BRUXELAS — O dirigente do Banco Central Europeu (BCE) Piero Cipollone defendeu nesta segunda-feira, 14, a manutenção do dinheiro em espécie como parte central do futuro monetário da zona do euro. A declaração foi feita em discurso na Casa do Euro, em Bruxelas, em meio ao avanço dos pagamentos digitais.
Cipollone afirmou que a procura por cédulas continua forte. Há mais de 31 bilhões de cédulas de euro em circulação, somando mais de 1,6 trilhão de euros, com crescimento anual de cerca de 3%.
Na avaliação do dirigente, períodos de crise e aumento da incerteza levam as pessoas a manter mais dinheiro.

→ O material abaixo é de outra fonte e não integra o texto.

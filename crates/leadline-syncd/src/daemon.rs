use std::path::PathBuf;
use std::sync::Arc;
use std::time::Duration;

use anyhow::{Context, Result};
use leadline_core::config::{Config, State};
use leadline_core::{
    AuthProvider, ConnectivityMonitor, HttpProbe, HttpRemoteStore, MutationEvent, MutationQueue,
    NetworkProbe, NotificationApiClient, NotificationDispatcher, ReminderScheduler,
    StateAuthProvider, SyncContext, SyncEngine,
};
use leadline_proto::RealtimeMessage;
use tokio::sync::broadcast::error::RecvError;
use tokio_util::sync::CancellationToken;
use tracing::{debug, error, info, warn};

use crate::assignments::{self, AssignmentFeed};
use crate::platform::DesktopPlatform;

/// Everything the daemon and the one-shot commands share.
pub struct Services {
    pub config: Config,
    pub auth: Arc<StateAuthProvider>,
    pub monitor: Arc<ConnectivityMonitor>,
    pub probe: Arc<dyn NetworkProbe>,
    pub engine: Arc<SyncEngine>,
    pub dispatcher: Arc<NotificationDispatcher>,
    pub scheduler: Arc<ReminderScheduler>,
}

impl Services {
    pub async fn build(config: Config, state: State, state_path: PathBuf) -> Result<Self> {
        let base_url = config
            .remote
            .base_url
            .clone()
            .context("remote.base_url is not configured")?;

        let permission = state.notifications.permission;
        let auth = Arc::new(StateAuthProvider::new(state, Some(state_path.clone())));
        let remote = Arc::new(HttpRemoteStore::new(
            base_url.clone(),
            config.remote.api_key.clone(),
            auth.clone(),
        )?);

        let database_path = config.database_path()?;
        let queue = Arc::new(
            MutationQueue::open(&database_path)
                .with_context(|| format!("Failed to open {}", database_path.display()))?
                .with_max_len(config.sync.max_queue_len),
        );

        let probe_url = config.probe_url().unwrap_or_else(|| base_url.clone());
        let probe: Arc<dyn NetworkProbe> = Arc::new(HttpProbe::new(
            probe_url,
            Duration::from_millis(config.sync.probe_timeout_ms),
        )?);
        let monitor = Arc::new(
            ConnectivityMonitor::sample(probe.as_ref())
                .await
                .with_debounce(Duration::from_millis(config.sync.debounce_ms)),
        );

        let ctx = SyncContext::new(queue, monitor.state());
        let engine = Arc::new(
            SyncEngine::new(ctx.clone(), remote.clone(), config.retry_policy())
                .with_claim_timeout(Duration::from_secs(config.sync.claim_timeout_secs)),
        );
        engine.recover()?;

        let push = config
            .notifications
            .push
            .as_ref()
            .map(|push| push.to_subscription());
        let platform = Arc::new(DesktopPlatform::new(permission, Some(state_path), push));
        let notifications_url = config
            .remote
            .notifications_url
            .clone()
            .unwrap_or(base_url);
        let subscriptions = Arc::new(NotificationApiClient::new(notifications_url, auth.clone()));
        let dispatcher = Arc::new(
            NotificationDispatcher::new(platform, subscriptions, auth.clone())
                .with_auto_request(config.notifications.auto_request_permission),
        );

        let scheduler = Arc::new(
            ReminderScheduler::new(ctx, remote, auth.clone(), dispatcher.clone())
                .with_interval(Duration::from_secs(config.reminders.interval_seconds.max(1))),
        );

        Ok(Self {
            config,
            auth,
            monitor,
            probe,
            engine,
            dispatcher,
            scheduler,
        })
    }
}

/// Run until ctrl-c: drain on reconnect and on an interval, poll reminders,
/// and surface lead assignments.
pub async fn run(services: Services) -> Result<()> {
    let Services {
        config,
        auth,
        monitor,
        probe,
        engine,
        dispatcher,
        scheduler,
    } = services;
    let cancel = CancellationToken::new();

    if auth.current_user().is_none() {
        warn!("No signed-in user; mutations will queue until a session is stored");
    }
    dispatcher.ensure_permission().await;

    {
        let monitor = monitor.clone();
        let cancel = cancel.clone();
        let interval = Duration::from_secs(config.sync.probe_interval_secs.max(1));
        tokio::spawn(async move { monitor.watch_probe(probe, interval, cancel).await });
    }

    let drain_task = {
        let engine = engine.clone();
        let triggers = monitor.drain_triggers(cancel.clone());
        let cancel = cancel.clone();
        let interval = Duration::from_secs(config.sync.interval_seconds.max(1));
        tokio::spawn(async move { engine.run(triggers, interval, cancel).await })
    };

    spawn_event_listener(&engine, dispatcher.clone(), cancel.clone());

    if config.reminders.enabled {
        scheduler.start().await;
    }

    let realtime_url = config
        .remote
        .realtime_url
        .clone()
        .or_else(|| config.remote.notifications_url.clone());
    let mut feed = match realtime_url {
        Some(url) => Some(AssignmentFeed::spawn(url, auth.clone(), cancel.clone())),
        None => {
            debug!("No realtime URL configured");
            None
        }
    };

    info!("leadline-syncd running");
    loop {
        tokio::select! {
            message = next_message(&mut feed) => match message {
                Some(message) => handle_realtime(message, &dispatcher, &scheduler).await,
                None => {
                    debug!("Realtime feed closed");
                    feed = None;
                }
            },
            _ = tokio::signal::ctrl_c() => {
                info!("Received shutdown signal, stopping leadline-syncd");
                break;
            }
        }
    }

    cancel.cancel();
    scheduler.stop().await;
    if let Err(e) = drain_task.await {
        error!("Drain task ended abnormally: {e}");
    }
    Ok(())
}

async fn next_message(feed: &mut Option<AssignmentFeed>) -> Option<RealtimeMessage> {
    match feed {
        Some(feed) => feed.recv().await,
        None => std::future::pending().await,
    }
}

async fn handle_realtime(
    message: RealtimeMessage,
    dispatcher: &NotificationDispatcher,
    scheduler: &ReminderScheduler,
) {
    if let Some((title, body, tag)) = assignments::describe(&message) {
        dispatcher.notify(&title, &body, Some(&tag));
        return;
    }
    if let RealtimeMessage::ReminderChanged { reminder_id } = message {
        debug!("Reminder {reminder_id} changed, polling now");
        if let Err(e) = scheduler.tick().await {
            warn!("Reminder poll failed: {e}");
        }
    }
}

/// Tell the user when a queued write is given up on.
fn spawn_event_listener(
    engine: &SyncEngine,
    dispatcher: Arc<NotificationDispatcher>,
    cancel: CancellationToken,
) {
    let mut events = engine.subscribe_events();
    tokio::spawn(async move {
        loop {
            let event = tokio::select! {
                _ = cancel.cancelled() => return,
                event = events.recv() => event,
            };
            match event {
                Ok(MutationEvent::Failed { id, reason }) => {
                    dispatcher.notify(
                        "A change could not be synced",
                        &reason,
                        Some(&format!("sync-{id}")),
                    );
                }
                Ok(MutationEvent::Synced { id, remote_id }) => {
                    debug!("Mutation {id} synced as {remote_id:?}");
                }
                Ok(_) => {}
                Err(RecvError::Lagged(skipped)) => {
                    debug!("Event listener skipped {skipped} event(s)");
                }
                Err(RecvError::Closed) => return,
            }
        }
    });
}
use std::path::{Path, PathBuf};
use std::sync::{Mutex, RwLock};
use std::time::SystemTime;

use tracing::{debug, warn};

use crate::config::State;
use crate::models::CurrentUser;

/// Seam to the external auth/session provider.
pub trait AuthProvider: Send + Sync {
    fn current_user(&self) -> Option<CurrentUser>;

    /// Bearer token for remote calls, if the session is valid
    fn access_token(&self) -> Option<String>;

    fn sign_out(&self);
}

/// Auth provider backed by the machine state file written at login.
///
/// The file is re-read whenever it changes on disk or the session held in
/// memory is no longer valid, so a login refreshed by another process is
/// picked up without a restart.
pub struct StateAuthProvider {
    state: RwLock<State>,
    path: Option<PathBuf>,
    /// Modification time of the file when it was last read or written
    loaded_at: Mutex<Option<SystemTime>>,
}

fn modified(path: &Path) -> Option<SystemTime> {
    std::fs::metadata(path).and_then(|m| m.modified()).ok()
}

impl StateAuthProvider {
    /// Wrap an already loaded state; `path` is where it is refreshed from and
    /// where sign-out persists it.
    pub fn new(state: State, path: Option<PathBuf>) -> Self {
        let loaded_at = path.as_deref().and_then(modified);
        Self {
            state: RwLock::new(state),
            path,
            loaded_at: Mutex::new(loaded_at),
        }
    }

    fn loaded_at(&self) -> std::sync::MutexGuard<'_, Option<SystemTime>> {
        match self.loaded_at.lock() {
            Ok(guard) => guard,
            Err(poisoned) => poisoned.into_inner(),
        }
    }

    fn refresh(&self) {
        let Some(path) = &self.path else {
            return;
        };
        let current = modified(path);
        let mut loaded_at = self.loaded_at();
        let changed = current.is_some() && current != *loaded_at;
        if !changed && self.read_current(State::is_session_valid) {
            return;
        }
        if current.is_none() {
            return;
        }
        match State::load_from(path) {
            Ok(state) => {
                debug!("Reloaded session from {}", path.display());
                *self.write() = state;
                *loaded_at = current;
            }
            Err(e) => warn!("Failed to reload session: {e}"),
        }
    }

    fn read_current<T>(&self, f: impl FnOnce(&State) -> T) -> T {
        match self.state.read() {
            Ok(guard) => f(&guard),
            Err(poisoned) => f(&poisoned.into_inner()),
        }
    }

    fn read<T>(&self, f: impl FnOnce(&State) -> T) -> T {
        self.refresh();
        self.read_current(f)
    }

    fn write(&self) -> std::sync::RwLockWriteGuard<'_, State> {
        match self.state.write() {
            Ok(guard) => guard,
            Err(poisoned) => poisoned.into_inner(),
        }
    }
}

impl AuthProvider for StateAuthProvider {
    fn current_user(&self) -> Option<CurrentUser> {
        self.read(State::current_user)
    }

    fn access_token(&self) -> Option<String> {
        self.read(|s| s.access_token().map(str::to_string))
    }

    fn sign_out(&self) {
        // Same lock order as `refresh`
        let mut loaded_at = self.loaded_at();
        let mut guard = self.write();
        guard.clear_session();
        if let Some(path) = &self.path {
            if let Err(e) = guard.save_to(path) {
                warn!("Failed to persist sign-out: {e}");
            }
            *loaded_at = modified(path);
        }
    }
}

#[cfg(test)]
mod tests {
    use super::*;
    use tempfile::TempDir;

    #[test]
    fn sign_out_clears_and_persists() {
        let dir = TempDir::new().unwrap();
        let path = dir.path().join("state.toml");

        let mut state = State::default();
        let user = CurrentUser {
            id: "u1".into(),
            role: "admin".into(),
            email: Some("a@example.com".into()),
        };
        state.store_session(&user, "jwt".into(), None);

        let provider = StateAuthProvider::new(state, Some(path.clone()));
        assert_eq!(provider.current_user(), Some(user));
        assert_eq!(provider.access_token().as_deref(), Some("jwt"));

        provider.sign_out();
        assert!(provider.current_user().is_none());
        let saved = State::load_from(&path).unwrap();
        assert!(saved.auth.access_token.is_none());
    }

    #[test]
    fn session_written_by_another_process_is_picked_up() {
        let dir = TempDir::new().unwrap();
        let path = dir.path().join("state.toml");
        let user = CurrentUser {
            id: "u1".into(),
            role: "telecaller".into(),
            email: None,
        };

        let mut expired = State::default();
        expired.store_session(
            &user,
            "old".into(),
            Some(chrono::Utc::now() - chrono::Duration::minutes(1)),
        );
        expired.save_to(&path).unwrap();
        let provider = StateAuthProvider::new(State::load_from(&path).unwrap(), Some(path.clone()));
        assert!(provider.access_token().is_none());

        // A fresh login rewrites the file
        let mut fresh = State::load_from(&path).unwrap();
        fresh.store_session(
            &user,
            "new".into(),
            Some(chrono::Utc::now() + chrono::Duration::hours(1)),
        );
        fresh.save_to(&path).unwrap();

        assert_eq!(provider.access_token().as_deref(), Some("new"));
        assert_eq!(provider.current_user(), Some(user));
    }
}
use anyhow::Result;
use leadline_proto::{PushKeys, PushSubscriptionPayload};
use sqlx::sqlite::{SqliteConnectOptions, SqlitePool, SqlitePoolOptions};
use sqlx::Row;
use std::path::Path;

/// Push subscriptions keyed by `(user_id, endpoint)`.
#[derive(Clone)]
pub struct SubscriptionDb {
    pool: SqlitePool,
}

impl SubscriptionDb {
    pub async fn open(base_dir: &Path) -> Result<Self> {
        if !base_dir.exists() {
            std::fs::create_dir_all(base_dir)?;
        }
        let options = SqliteConnectOptions::new()
            .filename(base_dir.join("subscriptions.db"))
            .create_if_missing(true);
        let pool = SqlitePoolOptions::new()
            .max_connections(5)
            .connect_with(options)
            .await?;
        sqlx::query(
            r#"CREATE TABLE IF NOT EXISTS push_subscriptions (
                user_id TEXT NOT NULL,
                endpoint TEXT NOT NULL,
                p256dh TEXT NOT NULL,
                auth TEXT NOT NULL,
                created_at TIMESTAMP NOT NULL DEFAULT CURRENT_TIMESTAMP,
                updated_at TIMESTAMP NOT NULL DEFAULT CURRENT_TIMESTAMP,
                PRIMARY KEY (user_id, endpoint)
            )"#,
        )
        .execute(&pool)
        .await?;
        Ok(SubscriptionDb { pool })
    }

    /// Insert, or refresh the keys of an existing `(user_id, endpoint)` row.
    pub async fn upsert(&self, user_id: &str, subscription: &PushSubscriptionPayload) -> Result<()> {
        sqlx::query(
            r#"INSERT INTO push_subscriptions (user_id, endpoint, p256dh, auth)
               VALUES (?, ?, ?, ?)
               ON CONFLICT(user_id, endpoint) DO UPDATE SET
                   p256dh = excluded.p256dh,
                   auth = excluded.auth,
                   updated_at = CURRENT_TIMESTAMP"#,
        )
        .bind(user_id)
        .bind(&subscription.endpoint)
        .bind(&subscription.keys.p256dh)
        .bind(&subscription.keys.auth)
        .execute(&self.pool)
        .await?;
        Ok(())
    }

    /// Returns whether a row was removed.
    pub async fn delete(&self, user_id: &str, endpoint: &str) -> Result<bool> {
        let result = sqlx::query("DELETE FROM push_subscriptions WHERE user_id = ? AND endpoint = ?")
            .bind(user_id)
            .bind(endpoint)
            .execute(&self.pool)
            .await?;
        Ok(result.rows_affected() > 0)
    }

    pub async fn list(&self, user_id: &str) -> Result<Vec<PushSubscriptionPayload>> {
        let rows = sqlx::query(
            "SELECT endpoint, p256dh, auth FROM push_subscriptions WHERE user_id = ? ORDER BY created_at, endpoint",
        )
        .bind(user_id)
        .fetch_all(&self.pool)
        .await?;
        Ok(rows
            .into_iter()
            .map(|row| PushSubscriptionPayload {
                endpoint: row.get("endpoint"),
                keys: PushKeys {
                    p256dh: row.get("p256dh"),
                    auth: row.get("auth"),
                },
            })
            .collect())
    }
}
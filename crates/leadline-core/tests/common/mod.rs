#![allow(dead_code)]

use std::collections::{HashMap, VecDeque};
use std::sync::atomic::{AtomicUsize, Ordering};
use std::sync::{Arc, Mutex};
use std::time::Duration;

use async_trait::async_trait;
use chrono::Utc;
use serde_json::{json, Value};

use leadline_core::{
    AuthProvider, ConnectivityMonitor, CurrentUser, MutationKind, MutationQueue, Notification,
    NotificationDispatcher, NotificationPlatform, Payload, PermissionState, PushSubscription,
    ReminderStatus, ReminderTask, RemoteStore, Result, RetryPolicy, SubscriptionStore, SyncContext,
    SyncEngine, SyncError,
};

pub fn payload(value: Value) -> Payload {
    value.as_object().cloned().expect("payload must be an object")
}

pub fn lead(name: &str) -> Payload {
    payload(json!({ "name": name, "phone": "+91 98450 12345" }))
}

pub fn due_task(id: &str) -> ReminderTask {
    ReminderTask {
        id: id.into(),
        user_id: "u1".into(),
        lead_id: Some("L-1".into()),
        title: format!("Follow up {id}"),
        notes: None,
        scheduled_at: Utc::now() - chrono::Duration::minutes(5),
        status: ReminderStatus::Pending,
    }
}

/// Remote store double that records writes in arrival order.
#[derive(Default)]
pub struct FakeRemote {
    pub writes: Mutex<Vec<(MutationKind, Payload)>>,
    failures: Mutex<VecDeque<SyncError>>,
    write_delay: Mutex<Option<Duration>>,
    reminder_script: Mutex<VecDeque<Result<Vec<ReminderTask>>>>,
    default_reminders: Mutex<Vec<ReminderTask>>,
    pub reminder_calls: AtomicUsize,
}

impl FakeRemote {
    /// The next write fails with `error`.
    pub fn fail_next(&self, error: SyncError) {
        self.failures.lock().unwrap().push_back(error);
    }

    pub fn set_write_delay(&self, delay: Duration) {
        *self.write_delay.lock().unwrap() = Some(delay);
    }

    /// Reply to the next reminder fetch with `result`.
    pub fn script_reminders(&self, result: Result<Vec<ReminderTask>>) {
        self.reminder_script.lock().unwrap().push_back(result);
    }

    /// Reply to unscripted reminder fetches with `tasks`.
    pub fn set_reminders(&self, tasks: Vec<ReminderTask>) {
        *self.default_reminders.lock().unwrap() = tasks;
    }

    pub fn written(&self) -> Vec<(MutationKind, Payload)> {
        self.writes.lock().unwrap().clone()
    }
}

#[async_trait]
impl RemoteStore for FakeRemote {
    async fn write(&self, kind: MutationKind, payload: &Payload) -> Result<Value> {
        let delay = *self.write_delay.lock().unwrap();
        if let Some(delay) = delay {
            tokio::time::sleep(delay).await;
        }
        let n = {
            let mut writes = self.writes.lock().unwrap();
            writes.push((kind, payload.clone()));
            writes.len()
        };
        if let Some(error) = self.failures.lock().unwrap().pop_front() {
            return Err(error);
        }
        let mut row = payload.clone();
        row.insert("id".into(), json!(format!("srv-{n}")));
        Ok(Value::Object(row))
    }

    async fn pending_reminders(&self, _user_id: &str) -> Result<Vec<ReminderTask>> {
        self.reminder_calls.fetch_add(1, Ordering::SeqCst);
        if let Some(result) = self.reminder_script.lock().unwrap().pop_front() {
            return result;
        }
        Ok(self.default_reminders.lock().unwrap().clone())
    }
}

pub struct FakePlatform {
    state: Mutex<PermissionState>,
    answer: PermissionState,
    pub prompts: AtomicUsize,
    pub shown: Mutex<Vec<Notification>>,
}

impl FakePlatform {
    pub fn new(state: PermissionState, answer: PermissionState) -> Arc<Self> {
        Arc::new(Self {
            state: Mutex::new(state),
            answer,
            prompts: AtomicUsize::new(0),
            shown: Mutex::new(Vec::new()),
        })
    }

    pub fn granted() -> Arc<Self> {
        Self::new(PermissionState::Granted, PermissionState::Granted)
    }

    pub fn shown_count(&self) -> usize {
        self.shown.lock().unwrap().len()
    }
}

#[async_trait]
impl NotificationPlatform for FakePlatform {
    fn permission(&self) -> PermissionState {
        *self.state.lock().unwrap()
    }

    async fn request_permission(&self) -> Result<PermissionState> {
        self.prompts.fetch_add(1, Ordering::SeqCst);
        *self.state.lock().unwrap() = self.answer;
        Ok(self.answer)
    }

    fn show(&self, notification: &Notification) -> Result<()> {
        self.shown.lock().unwrap().push(notification.clone());
        Ok(())
    }

    async fn push_subscription(&self) -> Result<Option<PushSubscription>> {
        Ok(None)
    }

    async fn drop_push_subscription(&self) -> Result<Option<PushSubscription>> {
        Ok(None)
    }

    fn set_badge(&self, _count: usize) -> Result<()> {
        Ok(())
    }
}

#[derive(Default)]
pub struct MemorySubscriptions(pub Mutex<HashMap<(String, String), PushSubscription>>);

#[async_trait]
impl SubscriptionStore for MemorySubscriptions {
    async fn upsert_subscription(&self, user_id: &str, sub: &PushSubscription) -> Result<()> {
        self.0
            .lock()
            .unwrap()
            .insert((user_id.into(), sub.endpoint.clone()), sub.clone());
        Ok(())
    }

    async fn delete_subscription(&self, user_id: &str, endpoint: &str) -> Result<()> {
        self.0
            .lock()
            .unwrap()
            .remove(&(user_id.to_string(), endpoint.to_string()));
        Ok(())
    }
}

pub struct SignedIn;

impl AuthProvider for SignedIn {
    fn current_user(&self) -> Option<CurrentUser> {
        Some(CurrentUser {
            id: "u1".into(),
            role: "telecaller".into(),
            email: Some("caller@example.com".into()),
        })
    }

    fn access_token(&self) -> Option<String> {
        Some("jwt".into())
    }

    fn sign_out(&self) {}
}

pub struct Harness {
    pub monitor: ConnectivityMonitor,
    pub queue: Arc<MutationQueue>,
    pub remote: Arc<FakeRemote>,
    pub engine: Arc<SyncEngine>,
}

impl Harness {
    pub fn new(online: bool, policy: RetryPolicy) -> Self {
        let monitor = ConnectivityMonitor::new(online);
        let queue = Arc::new(MutationQueue::open_in_memory().expect("open queue"));
        let remote = Arc::new(FakeRemote::default());
        let engine = Arc::new(SyncEngine::new(
            SyncContext::new(queue.clone(), monitor.state()),
            remote.clone(),
            policy,
        ));
        Self {
            monitor,
            queue,
            remote,
            engine,
        }
    }

    pub fn context(&self) -> SyncContext {
        self.engine.context().clone()
    }

    pub fn dispatcher(&self, platform: Arc<FakePlatform>) -> Arc<NotificationDispatcher> {
        Arc::new(NotificationDispatcher::new(
            platform,
            Arc::new(MemorySubscriptions::default()),
            Arc::new(SignedIn),
        ))
    }
}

Ele classificou o dinheiro físico como “uma âncora tangível de estabilidade e confiança” e destacou que ele contribui para a inclusão financeira por ser simples de usar, além de proteger a privacidade e preservar a liberdade de escolha.
O avanço dos meios digitais, afirmou Cipollone, não reduz a importância das cédulas. A estratégia do BCE prevê investimentos tanto no euro em espécie quanto no euro digital, combinando as duas formas de dinheiro no futuro monetário europeu.
O dirigente também apresentou medidas para modernizar as cédulas. A atualização deverá incluir novos recursos de segurança, reduzir impactos ambientais e reforçar a conexão do dinheiro físico com os europeus.